A distinction is made between disposable bottles (‘Einwegflaschen’) and deposit bottles (‘Pfandflaschen’). Most bottles are deposit bottles. The deposit is between 8 and 25 cents. This must be paid when buying the bottle, but it is refunded when the bottle is returned to the supermarket. No deposit is charged for disposable bottles. Nonetheless, they are not disposed of in the normal household waste. Glass bottles are placed in glass containers and disposable plastic bottles belong in the plastic waste.

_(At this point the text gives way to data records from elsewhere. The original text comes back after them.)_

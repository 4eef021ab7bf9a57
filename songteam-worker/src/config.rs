/// Worker configuration
///
/// # Environment Variables
///
/// - `DATABASE_URL`: PostgreSQL connection string (required)
/// - `DATABASE_MAX_CONNECTIONS`: Pool size (default: 10)
/// - `REAPER_INTERVAL_SECS`: Time between sweeps (default: 60)
/// - `SONG_STALE_AFTER_SECS`: Age at which a `generating` song is reaped
///   (default: 900)
/// - `SONG_GENERATION_TIMEOUT_SECS`: Generation call bound (default: 300);
///   the stale age must exceed it or live generations would be reaped

use crate::reaper::ReaperConfig;
use crate::timeout::{GenerationTimeout, DEFAULT_STALE_AFTER};
use songteam_shared::db::pool::DatabaseConfig;
use std::env;
use std::time::Duration;

/// Worker configuration
#[derive(Debug, Clone)]
pub struct WorkerConfig {
    pub database: DatabaseConfig,
    pub reaper: ReaperConfig,
    pub generation_timeout: GenerationTimeout,
}

fn env_u64(name: &str) -> anyhow::Result<Option<u64>> {
    match env::var(name) {
        Ok(value) => value
            .parse::<u64>()
            .map(Some)
            .map_err(|_| anyhow::anyhow!("{} must be a positive integer, got {:?}", name, value)),
        Err(_) => Ok(None),
    }
}

impl WorkerConfig {
    /// Loads configuration from environment variables
    ///
    /// # Errors
    ///
    /// Returns an error if `DATABASE_URL` is missing, a number fails to
    /// parse, or the stale age does not exceed the generation timeout.
    pub fn from_env() -> anyhow::Result<Self> {
        dotenvy::dotenv().ok();

        let database = DatabaseConfig::from_env()?;

        let interval = env_u64("REAPER_INTERVAL_SECS")?
            .map(Duration::from_secs)
            .unwrap_or(Duration::from_secs(60));
        let stale_after = env_u64("SONG_STALE_AFTER_SECS")?
            .map(Duration::from_secs)
            .unwrap_or(DEFAULT_STALE_AFTER);
        let generation_timeout =
            GenerationTimeout::from_config(env_u64("SONG_GENERATION_TIMEOUT_SECS")?);

        let config = WorkerConfig {
            database,
            reaper: ReaperConfig {
                interval,
                stale_after,
                ..ReaperConfig::default()
            },
            generation_timeout,
        };
        config.validate()?;
        Ok(config)
    }

    fn validate(&self) -> anyhow::Result<()> {
        if self.reaper.interval.is_zero() {
            anyhow::bail!("REAPER_INTERVAL_SECS must be greater than zero");
        }
        if self.reaper.stale_after <= self.generation_timeout.duration() {
            anyhow::bail!(
                "SONG_STALE_AFTER_SECS ({}s) must exceed the generation timeout ({}s)",
                self.reaper.stale_after.as_secs(),
                self.generation_timeout.duration().as_secs()
            );
        }
        Ok(())
    }
}

#[cfg(test)]
mod tests {
    use super::*;

    fn config(stale_after: u64, timeout: u64) -> WorkerConfig {
        WorkerConfig {
            database: DatabaseConfig {
                url: "postgresql://localhost/test".to_string(),
                ..Default::default()
            },
            reaper: ReaperConfig {
                stale_after: Duration::from_secs(stale_after),
                ..ReaperConfig::default()
            },
            generation_timeout: GenerationTimeout::new(Duration::from_secs(timeout)),
        }
    }

    #[test]
    fn test_validate_accepts_defaults() {
        assert!(config(900, 300).validate().is_ok());
    }

    #[test]
    fn test_validate_rejects_stale_age_below_timeout() {
        let err = config(120, 300).validate().unwrap_err();
        assert!(err.to_string().contains("must exceed the generation timeout"));
    }
}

The choice of food is wide and there is something to suit every taste and preference. The larger shops in particular stock everything ranging from regional products to ingredients for dishes from all over the world. Many ready-made or sausage products also contain pork. It isn’t always easy to tell, especially with sausage products, but the ingredients are precisely listed on the packaging. Anyone who is unsure can ask the sales assistant for advice.
In cities and larger towns, most large supermarkets are open from Monday to Saturday between approx. 9 a.m. and 8 p.m. Opening hours are often shorter in rural areas. Shops are closed on Sundays, apart from filling stations and shops in large train stations.
Tap water is subject to strict controls and is of a high quality. It is perfectly drinkable throughout Germany. Alcohol is sold in almost all supermarkets, restaurants and cafés. Young people under the age of 16 are not allowed to purchase alcohol. They will be asked for ID in order to be certain that they are old enough. Some alcoholic drinks can only be purchased by people aged 18 or older.